The Erinyes were far taller than any ordinary women, thin and elegant, their features regal and beautiful. They were cloaked in strange garments, sheer and torn, that barely hid the pale flesh beneath. They had no armor, yet there was nothing vulnerable about them. They moved with a grace and power that was intimidating, yet they seemed cautious as well, not coming directly at their prey.
Each held a whip in her hand, barbed all along its length, and the whips seemed to twist of their own accord with the menace of deadly serpents. When Eve heard the hissing sound she assumed that it issued from the whips and only as the sisters drew nearer did she see the tiny snakes nesting in the dark hair of the Furies.

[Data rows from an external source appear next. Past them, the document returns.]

//! The physical HTTP POST, shared by the single-call and batching paths.

use async_trait::async_trait;
use reqwest::header::{HeaderMap, HeaderName, HeaderValue, CONTENT_TYPE};
use serde_json::Value;
use std::time::Duration;

use forkrpc_core::error::ErrorCause;

use crate::config::{ConfigError, TransportConfig};

/// One JSON body out, one JSON body back.
///
/// Implementations apply their own per-call timeout and map transport
/// failures onto [`ErrorCause`]; they never retry.
#[async_trait]
pub trait HttpBackend: Send + Sync + 'static {
    async fn post(&self, body: &Value) -> Result<Value, ErrorCause>;

    fn url(&self) -> &str;
}

/// `reqwest`-backed [`HttpBackend`].
pub struct ReqwestBackend {
    url: String,
    http: reqwest::Client,
    timeout: Duration,
}

impl ReqwestBackend {
    pub fn new(config: &TransportConfig) -> Result<Self, ConfigError> {
        let mut headers = HeaderMap::new();
        headers.insert(CONTENT_TYPE, HeaderValue::from_static("application/json"));
        for (name, value) in &config.headers {
            let header_name =
                HeaderName::from_bytes(name.as_bytes()).map_err(|e| ConfigError::InvalidHeader {
                    name: name.clone(),
                    reason: e.to_string(),
                })?;
            let header_value = HeaderValue::from_str(value).map_err(|e| ConfigError::InvalidHeader {
                name: name.clone(),
                reason: e.to_string(),
            })?;
            headers.insert(header_name, header_value);
        }

        let http = reqwest::Client::builder()
            .default_headers(headers)
            .build()
            .map_err(|e| ConfigError::Client(e.to_string()))?;

        Ok(Self {
            url: config.url.clone(),
            http,
            timeout: config.timeout(),
        })
    }

    async fn post_once(&self, body: &Value) -> Result<Value, ErrorCause> {
        let resp = self
            .http
            .post(&self.url)
            .json(body)
            .send()
            .await
            .map_err(|e| self.map_error(e))?;

        let status = resp.status();
        if !status.is_success() {
            return Err(ErrorCause::HttpStatus {
                status: status.as_u16(),
                reason: status.canonical_reason().unwrap_or_default().to_string(),
            });
        }

        let bytes = resp.bytes().await.map_err(|e| self.map_error(e))?;
        serde_json::from_slice(&bytes).map_err(|e| ErrorCause::Decode(e.to_string()))
    }

    fn timed_out(&self) -> ErrorCause {
        ErrorCause::Timeout {
            ms: self.timeout.as_millis() as u64,
        }
    }

    fn map_error(&self, e: reqwest::Error) -> ErrorCause {
        if e.is_timeout() {
            self.timed_out()
        } else if e.is_connect() || e.is_request() {
            ErrorCause::Network(e.to_string())
        } else if e.is_decode() {
            ErrorCause::Decode(e.to_string())
        } else {
            ErrorCause::from_message(e.to_string())
        }
    }
}

#[async_trait]
impl HttpBackend for ReqwestBackend {
    async fn post(&self, body: &Value) -> Result<Value, ErrorCause> {
        // The deadline covers this one attempt, not the caller's retry loop.
        match tokio::time::timeout(self.timeout, self.post_once(body)).await {
            Ok(result) => result,
            Err(_) => Err(self.timed_out()),
        }
    }

    fn url(&self) -> &str {
        &self.url
    }
}

#[cfg(test)]
mod tests {
    use super::*;

    #[test]
    fn rejects_invalid_header_names() {
        let config = TransportConfig::new("http://127.0.0.1:8545").with_header("bad header", "x");
        let err = ReqwestBackend::new(&config).err().unwrap();
        assert!(matches!(err, ConfigError::InvalidHeader { ref name, .. } if name == "bad header"));
    }

    #[test]
    fn accepts_custom_headers() {
        let config = TransportConfig::new("http://127.0.0.1:8545")
            .with_header("Authorization", "Bearer token123");
        let backend = ReqwestBackend::new(&config).unwrap();
        assert_eq!(backend.url(), "http://127.0.0.1:8545");
    }

    #[tokio::test]
    async fn unreachable_host_is_a_network_error() {
        // Port 9 (discard) on loopback is closed on CI machines.
        let config = TransportConfig::new("http://127.0.0.1:9").with_timeout(Duration::from_secs(5));
        let backend = ReqwestBackend::new(&config).unwrap();
        let err = backend.post(&serde_json::json!({})).await.unwrap_err();
        assert!(
            matches!(err, ErrorCause::Network(_) | ErrorCause::Timeout { .. }),
            "unexpected cause: {err:?}"
        );
    }

    #[tokio::test]
    async fn reqwest_timeouts_report_the_configured_deadline() {
        // Accepts the connection but never answers.
        let listener = tokio::net::TcpListener::bind("127.0.0.1:0").await.unwrap();
        let addr = listener.local_addr().unwrap();
        let _silent = tokio::spawn(async move {
            let (_socket, _) = listener.accept().await.unwrap();
            tokio::time::sleep(Duration::from_secs(30)).await;
        });

        let config = TransportConfig::new(format!("http://{addr}"))
            .with_timeout(Duration::from_millis(250));
        let backend = ReqwestBackend::new(&config).unwrap();
        let err = reqwest::Client::new()
            .post(backend.url())
            .timeout(Duration::from_millis(20))
            .send()
            .await
            .unwrap_err();
        assert!(err.is_timeout());

        let cause = backend.map_error(err);
        assert_eq!(cause, ErrorCause::Timeout { ms: 250 });
        assert_eq!(cause.to_string(), "request timed out after 250ms");
    }
}
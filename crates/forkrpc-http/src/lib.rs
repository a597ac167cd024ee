//! forkrpc-http: HTTP JSON-RPC transport for forkrpc.
//!
//! - [`HttpTransport`]: the facade: one `request(method, params)` for both modes
//! - [`HttpRpcClient`]: one POST per request, with timeout and retry
//! - [`BatchDispatcher`]: queue + background worker that coalesces requests
//! - [`HttpBackend`] / [`ReqwestBackend`]: the physical POST
//! - [`TransportConfig`] / [`BatchConfig`]: configuration

pub mod backend;
pub mod batch;
pub mod client;
pub mod config;
pub mod transport;

#[cfg(test)]
mod mock;

pub use backend::{HttpBackend, ReqwestBackend};
pub use batch::{BatchDispatcher, ResponseHandle};
pub use client::HttpRpcClient;
pub use config::{BatchConfig, ConfigError, TransportConfig};
pub use transport::HttpTransport;
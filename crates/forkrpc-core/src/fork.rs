//! Fork configuration read from a remote node.
//!
//! A forking node needs two facts before it can start: the remote chain id and
//! the block to fork from. Both come from one round of RPC calls, issued
//! concurrently so that a batching transport can coalesce them.

use futures::future;
use serde::{Deserialize, Serialize};
use serde_json::Value;

use crate::error::{ErrorCause, TransportError};
use crate::transport::RpcTransport;

/// Chain id and fork block of a remote node.
#[derive(Debug, Clone, Copy, PartialEq, Eq, Serialize, Deserialize)]
pub struct ForkConfig {
    pub chain_id: u64,
    pub block_number: u64,
}

impl ForkConfig {
    /// Fetch `eth_chainId` and `eth_blockNumber` in parallel.
    pub async fn from_rpc<T>(transport: &T) -> Result<Self, TransportError>
    where
        T: RpcTransport + ?Sized,
    {
        let (chain_id, block_number) = future::try_join(
            transport.request("eth_chainId", vec![]),
            transport.request("eth_blockNumber", vec![]),
        )
        .await?;

        let chain_id = parse_quantity_value(&chain_id).map_err(|e| {
            ErrorCause::Decode(format!("Failed to parse chain ID: {e}")).for_method("eth_chainId")
        })?;
        let block_number = parse_quantity_value(&block_number).map_err(|e| {
            ErrorCause::Decode(format!("Failed to parse block number: {e}"))
                .for_method("eth_blockNumber")
        })?;

        tracing::debug!(chain_id, block_number, url = transport.url(), "fork config loaded");
        Ok(Self {
            chain_id,
            block_number,
        })
    }
}

/// Parse a `0x`-prefixed hex quantity such as `"0x112a880"`.
pub fn parse_hex_quantity(s: &str) -> Result<u64, String> {
    let digits = s
        .strip_prefix("0x")
        .or_else(|| s.strip_prefix("0X"))
        .ok_or_else(|| format!("`{s}` is not 0x-prefixed"))?;
    if digits.is_empty() {
        return Err(format!("`{s}` has no digits"));
    }
    u64::from_str_radix(digits, 16).map_err(|e| format!("`{s}`: {e}"))
}

fn parse_quantity_value(value: &Value) -> Result<u64, String> {
    match value {
        Value::String(s) => parse_hex_quantity(s),
        other => Err(format!("expected hex string, got {other}")),
    }
}
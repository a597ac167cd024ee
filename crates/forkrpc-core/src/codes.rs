//! Well-known JSON-RPC error codes (EIP-1474 / EIP-1193).

/// A JSON-RPC error code, named where the code is standardised.
#[derive(Debug, Clone, Copy, PartialEq, Eq, Hash)]
pub enum RpcErrorCode {
    /// `-1`, used by clients for errors they cannot attribute.
    Unknown,
    ParseError,
    InvalidRequest,
    MethodNotFound,
    InvalidParams,
    Internal,
    InvalidInput,
    ResourceNotFound,
    ResourceUnavailable,
    TransactionRejected,
    MethodNotSupported,
    LimitExceeded,
    VersionNotSupported,
    UserRejected,
    Unauthorized,
    UnsupportedMethod,
    Disconnected,
    ChainDisconnected,
    /// Any code not in the table above.
    Other(i64),
}

impl RpcErrorCode {
    pub fn from_code(code: i64) -> Self {
        match code {
            -1 => Self::Unknown,
            -32700 => Self::ParseError,
            -32600 => Self::InvalidRequest,
            -32601 => Self::MethodNotFound,
            -32602 => Self::InvalidParams,
            -32603 => Self::Internal,
            -32000 => Self::InvalidInput,
            -32001 => Self::ResourceNotFound,
            -32002 => Self::ResourceUnavailable,
            -32003 => Self::TransactionRejected,
            -32004 => Self::MethodNotSupported,
            -32005 => Self::LimitExceeded,
            -32006 => Self::VersionNotSupported,
            4001 => Self::UserRejected,
            4100 => Self::Unauthorized,
            4200 => Self::UnsupportedMethod,
            4900 => Self::Disconnected,
            4901 => Self::ChainDisconnected,
            other => Self::Other(other),
        }
    }

    pub fn code(self) -> i64 {
        match self {
            Self::Unknown => -1,
            Self::ParseError => -32700,
            Self::InvalidRequest => -32600,
            Self::MethodNotFound => -32601,
            Self::InvalidParams => -32602,
            Self::Internal => -32603,
            Self::InvalidInput => -32000,
            Self::ResourceNotFound => -32001,
            Self::ResourceUnavailable => -32002,
            Self::TransactionRejected => -32003,
            Self::MethodNotSupported => -32004,
            Self::LimitExceeded => -32005,
            Self::VersionNotSupported => -32006,
            Self::UserRejected => 4001,
            Self::Unauthorized => 4100,
            Self::UnsupportedMethod => 4200,
            Self::Disconnected => 4900,
            Self::ChainDisconnected => 4901,
            Self::Other(code) => code,
        }
    }

    /// Catch-all codes that say nothing about the request itself, so a
    /// resend may succeed.
    pub fn is_catch_all(self) -> bool {
        matches!(
            self,
            Self::Unknown | Self::MethodNotSupported | Self::LimitExceeded | Self::Internal
        )
    }
}

impl std::fmt::Display for RpcErrorCode {
    fn fmt(&self, f: &mut std::fmt::Formatter<'_>) -> std::fmt::Result {
        let name = match self {
            Self::Unknown => "unknown error",
            Self::ParseError => "parse error",
            Self::InvalidRequest => "invalid request",
            Self::MethodNotFound => "method not found",
            Self::InvalidParams => "invalid params",
            Self::Internal => "internal error",
            Self::InvalidInput => "invalid input",
            Self::ResourceNotFound => "resource not found",
            Self::ResourceUnavailable => "resource unavailable",
            Self::TransactionRejected => "transaction rejected",
            Self::MethodNotSupported => "method not supported",
            Self::LimitExceeded => "limit exceeded",
            Self::VersionNotSupported => "JSON-RPC version not supported",
            Self::UserRejected => "user rejected request",
            Self::Unauthorized => "unauthorized",
            Self::UnsupportedMethod => "unsupported method",
            Self::Disconnected => "disconnected",
            Self::ChainDisconnected => "chain disconnected",
            Self::Other(code) => return write!(f, "code {code}"),
        };
        f.write_str(name)
    }
}

#[cfg(test)]
mod tests {
    use super::*;

    #[test]
    fn codes_roundtrip_through_table() {
        for code in [-1, -32700, -32603, -32000, -32005, 4001, 4901, 12345] {
            assert_eq!(RpcErrorCode::from_code(code).code(), code);
        }
    }

    #[test]
    fn only_catch_all_codes_are_flagged() {
        assert!(RpcErrorCode::from_code(-32603).is_catch_all());
        assert!(RpcErrorCode::from_code(-32005).is_catch_all());
        assert!(RpcErrorCode::from_code(-32004).is_catch_all());
        assert!(RpcErrorCode::from_code(-1).is_catch_all());
        assert!(!RpcErrorCode::from_code(-32000).is_catch_all());
        assert!(!RpcErrorCode::from_code(-32600).is_catch_all());
        assert!(!RpcErrorCode::from_code(3).is_catch_all());
    }
}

Blood streaked their faces in vertical stripes like macabre war paint. It took Eve several moments to realize the sisters were actually weeping blood. Their eyes were red orbs too large for their thin features and another part of their myth came to her, then. Gaea had been enraged at Ouranos, the Earth furious with the Sky, and she enlisted the aid of her son Cronos. Cronos attacked Ouranos, wounding him, and from the blood that was spilled, the Erinyes were born.
Born of blood.
'Erinyes!' Nigel Gull called as the women strode across the black, dead soil of the Underworld toward them.